Every fast-growing business reaches a point where “we’ll figure it out later” no longer works. As your startup scales, the right people in the right roles at the right time become the difference between smooth growth and operational chaos. That’s where the Target Operating Model (TOM) Org Chart comes in - a forward-looking blueprint that maps your future organizational structure.

It’s not just about who’s on your team now, but about anticipating who you’ll need in 6, 12, or even 24 months and showing exactly how each role fits into the bigger vision.

Learning Materials

What is a Target Operating Model?

A Target Operating Model is the bridge between where your organization is today and where it needs to be tomorrow. It’s an organizational structure plan that anticipates how your company will look once your growth strategy is in motion detailing every function, role, and reporting line that will exist in your ideal future state.

Think of it as a living blueprint that answers three critical questions:

  • Who will be part of the team in the future?

  • How will different roles and departments connect?

  • What positions need to be created to deliver on the business vision?

A Target Operating Model template makes this vision tangible. It allows leadership, investors, and recruiters to visualize the path ahead, identify capability gaps, and ensure that future hires are timed and prioritized to match the company’s growth phases.

Why It Matters

Scaling without a clear TOM is like building a skyscraper without architectural plans - you may get the structure up, but you’ll risk instability and inefficiency. A well-crafted TOM:

  • Guides hiring priorities - Ensures every hire contributes to the growth roadmap and strategic milestones.

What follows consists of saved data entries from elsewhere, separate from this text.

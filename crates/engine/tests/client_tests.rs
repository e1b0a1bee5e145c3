mod common;

use std::sync::Arc;

use common::{LOCATION, SCOPE, TOKEN, enabled_config, product};
use kiyoh_sync::KiyohClient;
use kiyoh_sync::client::ApiFailure;
use kiyoh_sync::config::{MemoryConfig, paths};
use kiyoh_sync::payload::{InvitationPayload, build_product_payload};
use secrecy::SecretString;
use serde_json::json;
use wiremock::matchers::{body_partial_json, header, method, path, query_param};
use wiremock::{Mock, MockServer, ResponseTemplate};

fn client(config: MemoryConfig, server: &MockServer) -> KiyohClient {
    KiyohClient::new(Arc::new(config)).with_base_url(server.uri())
}

fn invitation_payload() -> InvitationPayload {
    InvitationPayload {
        location_id: LOCATION.to_string(),
        invite_email: "jo@example.com".to_string(),
        delay: 7,
        language: "nl".to_string(),
        first_name: Some("Jo".to_string()),
        last_name: Some("Doe".to_string()),
        reference_code: "100000042".to_string(),
        product_code: None,
    }
}

// ── send_invitation ─────────────────────────────────────────────

#[tokio::test]
async fn invitation_success_carries_token_and_flag() {
    let server = MockServer::start().await;
    Mock::given(method("POST"))
        .and(path("/v1/invite/external"))
        .and(header("X-Publication-Api-Token", TOKEN))
        .and(body_partial_json(json!({
            "invite_email": "jo@example.com",
            "product_invite": false
        })))
        .respond_with(ResponseTemplate::new(200).set_body_json(json!({"inviteId": "abc"})))
        .expect(1)
        .mount(&server)
        .await;

    let client = client(enabled_config(), &server);
    let receipt = client
        .send_invitation(&invitation_payload(), SCOPE, false)
        .await
        .expect("invitation should succeed");
    assert_eq!(receipt.response["inviteId"], "abc");
}

#[tokio::test]
async fn invitation_surfaces_upstream_error_code_verbatim() {
    let server = MockServer::start().await;
    Mock::given(method("POST"))
        .and(path("/v1/invite/external"))
        .respond_with(ResponseTemplate::new(200).set_body_json(json!({
            "errorCode": "PRODUCT_NOT_FOUND",
            "message": "Product SKU1 is not known"
        })))
        .expect(1)
        .mount(&server)
        .await;

    let client = client(enabled_config(), &server);
    let failure = client
        .send_invitation(&invitation_payload(), SCOPE, true)
        .await
        .expect_err("upstream error expected");

    assert_eq!(failure.code(), "PRODUCT_NOT_FOUND");
    assert!(failure.is_product_related());
    match failure {
        ApiFailure::Upstream { message, .. } => {
            assert_eq!(message, "Product SKU1 is not known");
        }
        other => panic!("unexpected failure: {other:?}"),
    }
}

#[tokio::test]
async fn invitation_non_json_body_is_protocol_error() {
    let server = MockServer::start().await;
    Mock::given(method("POST"))
        .and(path("/v1/invite/external"))
        .respond_with(ResponseTemplate::new(200).set_body_string("<html>gateway error</html>"))
        .mount(&server)
        .await;

    let client = client(enabled_config(), &server);
    let failure = client
        .send_invitation(&invitation_payload(), SCOPE, false)
        .await
        .expect_err("invalid JSON expected");
    assert_eq!(failure.code(), "INVALID_JSON");
    assert!(!failure.is_product_related());
}

#[tokio::test]
async fn invitation_missing_token_never_hits_network() {
    let server = MockServer::start().await;
    Mock::given(method("POST"))
        .respond_with(ResponseTemplate::new(200).set_body_json(json!({})))
        .expect(0)
        .mount(&server)
        .await;

    let config = MemoryConfig::new()
        .with(SCOPE, paths::ENABLED, "1")
        .with(SCOPE, paths::INVITATIONS_ENABLED, "1");

    let client = client(config, &server);
    let failure = client
        .send_invitation(&invitation_payload(), SCOPE, false)
        .await
        .expect_err("missing token expected");
    assert_eq!(failure.code(), "MISSING_TOKEN");
}

#[tokio::test]
async fn invitation_disabled_scope_short_circuits() {
    let server = MockServer::start().await;
    Mock::given(method("POST"))
        .respond_with(ResponseTemplate::new(200).set_body_json(json!({})))
        .expect(0)
        .mount(&server)
        .await;

    let config = MemoryConfig::new().with(SCOPE, paths::ENABLED, "1");
    let client = client(config, &server);
    let failure = client
        .send_invitation(&invitation_payload(), SCOPE, false)
        .await
        .expect_err("disabled expected");
    assert_eq!(failure.code(), "DISABLED");
}

// ── product sync ────────────────────────────────────────────────

#[tokio::test]
async fn single_product_upsert_uses_put() {
    let server = MockServer::start().await;
    Mock::given(method("PUT"))
        .and(path("/v1/location/product/external"))
        .and(header("X-Publication-Api-Token", TOKEN))
        .and(body_partial_json(json!({
            "product_code": "SKU1",
            "active": true
        })))
        .respond_with(ResponseTemplate::new(200).set_body_json(json!({"status": "ok"})))
        .expect(1)
        .mount(&server)
        .await;

    let payload = build_product_payload(&product("SKU1"), LOCATION).expect("payload");
    let client = client(enabled_config(), &server);
    client
        .sync_product(&payload, SCOPE)
        .await
        .expect("sync should succeed");
}

#[tokio::test]
async fn bulk_sync_sends_single_request_with_location() {
    let server = MockServer::start().await;
    Mock::given(method("PUT"))
        .and(path("/v1/location/product/external/bulk"))
        .and(body_partial_json(json!({"location_id": LOCATION})))
        .respond_with(ResponseTemplate::new(200).set_body_json(json!({"status": "ok"})))
        .expect(1)
        .mount(&server)
        .await;

    let payloads: Vec<_> = ["A", "B", "C"]
        .iter()
        .map(|sku| build_product_payload(&product(sku), LOCATION).expect("payload"))
        .collect();

    let client = client(enabled_config(), &server);
    let outcome = client.sync_products_bulk(&payloads, SCOPE).await;
    assert_eq!(outcome.success_count, 3);
    assert_eq!(outcome.failed_count, 0);
    assert!(outcome.errors.is_empty());
}

#[tokio::test]
async fn bulk_sync_error_fails_entire_batch() {
    let server = MockServer::start().await;
    Mock::given(method("PUT"))
        .and(path("/v1/location/product/external/bulk"))
        .respond_with(ResponseTemplate::new(200).set_body_json(json!({
            "errorCode": "INVALID_LOCATION_ID",
            "message": "Unknown location"
        })))
        .mount(&server)
        .await;

    let payloads: Vec<_> = ["A", "B"]
        .iter()
        .map(|sku| build_product_payload(&product(sku), LOCATION).expect("payload"))
        .collect();

    let client = client(enabled_config(), &server);
    let outcome = client.sync_products_bulk(&payloads, SCOPE).await;
    assert_eq!(outcome.success_count, 0);
    assert_eq!(outcome.failed_count, 2);
    assert_eq!(
        outcome.errors,
        vec!["INVALID_LOCATION_ID: Unknown location".to_string()]
    );
}

#[tokio::test]
async fn bulk_sync_empty_batch_is_a_no_op() {
    let server = MockServer::start().await;
    let client = client(enabled_config(), &server);
    let outcome = client.sync_products_bulk(&[], SCOPE).await;
    assert_eq!(outcome.success_count, 0);
    assert_eq!(outcome.failed_count, 0);
}

// ── statistics ──────────────────────────────────────────────────

#[tokio::test]
async fn shop_statistics_reads_location() {
    let server = MockServer::start().await;
    Mock::given(method("GET"))
        .and(path("/v1/publication/review/external/location/statistics"))
        .and(query_param("locationId", LOCATION))
        .respond_with(ResponseTemplate::new(200).set_body_json(json!({
            "locationName": "Test Shop",
            "averageRating": 8.7
        })))
        .expect(1)
        .mount(&server)
        .await;

    let client = client(enabled_config(), &server);
    let stats = client.shop_statistics(SCOPE).await.expect("stats");
    assert_eq!(stats["locationName"], "Test Shop");
}

#[tokio::test]
async fn product_statistics_pass_product_code() {
    let server = MockServer::start().await;
    Mock::given(method("GET"))
        .and(path("/v1/publication/product/review/external"))
        .and(query_param("productCode", "SKU 1"))
        .respond_with(ResponseTemplate::new(200).set_body_json(json!({"reviews": []})))
        .expect(1)
        .mount(&server)
        .await;

    let client = client(enabled_config(), &server);
    client
        .product_statistics("SKU 1", SCOPE)
        .await
        .expect("stats");
}

#[tokio::test]
async fn statistics_require_location_id() {
    let server = MockServer::start().await;
    let config = MemoryConfig::new()
        .with(SCOPE, paths::ENABLED, "1")
        .with(SCOPE, paths::API_TOKEN, TOKEN);
    let client = client(config, &server);
    let failure = client.shop_statistics(SCOPE).await.expect_err("failure");
    assert_eq!(failure.code(), "MISSING_LOCATION_ID");
}

// ── credential validation ───────────────────────────────────────

#[tokio::test]
async fn validate_credentials_accepts_known_location() {
    let server = MockServer::start().await;
    Mock::given(method("GET"))
        .and(path("/v1/publication/review/external/location/statistics"))
        .respond_with(ResponseTemplate::new(200).set_body_json(json!({"locationName": "Shop"})))
        .mount(&server)
        .await;

    let client = client(MemoryConfig::new(), &server);
    let outcome = client
        .validate_credentials("kiyoh.com", &SecretString::from(TOKEN.to_string()), LOCATION)
        .await;
    assert!(outcome.success);
}

#[tokio::test]
async fn validate_credentials_maps_auth_status_to_invalid_token() {
    let server = MockServer::start().await;
    Mock::given(method("GET"))
        .respond_with(ResponseTemplate::new(401))
        .mount(&server)
        .await;

    let client = client(MemoryConfig::new(), &server);
    let outcome = client
        .validate_credentials("kiyoh.com", &SecretString::from("bad".to_string()), LOCATION)
        .await;
    assert!(!outcome.success);
    assert_eq!(outcome.message, "Invalid API token");
}

#[tokio::test]
async fn validate_credentials_location_error_is_specific() {
    let server = MockServer::start().await;
    Mock::given(method("GET"))
        .respond_with(ResponseTemplate::new(200).set_body_json(json!({
            "errorCode": "location not found"
        })))
        .mount(&server)
        .await;

    let client = client(MemoryConfig::new(), &server);
    let outcome = client
        .validate_credentials("kiyoh.com", &SecretString::from(TOKEN.to_string()), "999")
        .await;
    assert!(!outcome.success);
    assert_eq!(outcome.message, "Invalid Location ID");
}

#[tokio::test]
async fn validate_credentials_requires_location_name_in_body() {
    let server = MockServer::start().await;
    Mock::given(method("GET"))
        .respond_with(ResponseTemplate::new(200).set_body_json(json!({"something": "else"})))
        .mount(&server)
        .await;

    let client = client(MemoryConfig::new(), &server);
    let outcome = client
        .validate_credentials("kiyoh.com", &SecretString::from(TOKEN.to_string()), LOCATION)
        .await;
    assert!(!outcome.success);
    assert_eq!(outcome.message, "Location not found - check Location ID");
}

#[tokio::test]
async fn validate_legacy_credentials_checks_company_element() {
    let server = MockServer::start().await;
    Mock::given(method("GET"))
        .and(path("/xml/recent_company_reviews.xml"))
        .and(query_param("connectorcode", "conn"))
        .and(query_param("company_id", "77"))
        .respond_with(
            ResponseTemplate::new(200)
                .set_body_string("<reviews><company><name>Shop</name></company></reviews>"),
        )
        .expect(1)
        .mount(&server)
        .await;

    let client = client(MemoryConfig::new(), &server);
    let outcome = client
        .validate_legacy_credentials("kiyoh.nl", "conn", "77")
        .await;
    assert!(outcome.success);
}

#[tokio::test]
async fn validate_legacy_credentials_surfaces_error_element() {
    let server = MockServer::start().await;
    Mock::given(method("GET"))
        .respond_with(
            ResponseTemplate::new(200)
                .set_body_string("<reviews><error>Invalid connector code</error></reviews>"),
        )
        .mount(&server)
        .await;

    let client = client(MemoryConfig::new(), &server);
    let outcome = client
        .validate_legacy_credentials("kiyoh.nl", "bad", "77")
        .await;
    assert!(!outcome.success);
    assert_eq!(outcome.message, "Invalid connector code");
}

#[tokio::test]
async fn validate_legacy_credentials_rejects_non_xml() {
    let server = MockServer::start().await;
    Mock::given(method("GET"))
        .respond_with(ResponseTemplate::new(200).set_body_string("plain text"))
        .mount(&server)
        .await;

    let client = client(MemoryConfig::new(), &server);
    let outcome = client
        .validate_legacy_credentials("kiyoh.nl", "conn", "77")
        .await;
    assert!(!outcome.success);
    assert_eq!(outcome.message, "Invalid XML response");
}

  • Aligns structure with vision - Matches your internal team design with your long-term business objectives.

  • Builds investor confidence - Demonstrates operational foresight and readiness for scaling.

  • Reveals resource gaps – Clearly shows which roles are missing and when they should be added.

Org Chart Examples for Future Growth

Different industries and growth stages require very different TOM designs. Here are three illustrative scenarios:

  • Series A SaaS Startup - Starts lean, but the TOM includes a customer success team, dedicated product marketing, and a QA function within the next year to handle scale and client onboarding.

  • E-commerce Scale-Up - The current team focuses on sales and logistics, but the TOM adds regional operations managers, data analytics specialists, and a creative studio to fuel international expansion.

  • Health-Tech Growth Phase - A small, agile development team evolves into specialized front-end, back-end, and compliance units, with an expanded regulatory affairs department to meet growing legal requirements.

Each example shows how a TOM org chart transitions from the present to a strategically designed future.

How to Create a Target Operating Model Org Chart

Creating your TOM org chart doesn’t have to be daunting - it’s about thinking ahead and connecting the dots.

  1. Define your business vision - Start with your 2–3 year goals.

  2. Assess your current org chart - Identify existing strengths and bottlenecks.

  3. List future roles - Mark which are unfilled but essential to growth.

  4. Map reporting lines - Clarify how teams will interact as you scale.

  5. Use an org chart builder or creator - Visual tools make the plan easier to share with stakeholders.

Benefits of Using the Target Operating Model Org Chart Maker

The Org Chart TOM Maker takes guesswork out of scaling by giving you a clear, visual plan for the next stage of growth.

What This Tool Helps You Do:

  • Design for the future - Map your future organizational structure for 6–24 months ahead.

  • Spot gaps early - Highlight missing roles so you can budget and recruit proactively.

  • Phase your hiring - Match recruitment timelines with product launches, expansions, or funding rounds.

  • Communicate clearly - Show investors, executives, and recruiters exactly where you’re headed.

By visualizing your ideal structure in advance, you turn scaling into a planned transformation rather than a reactive scramble.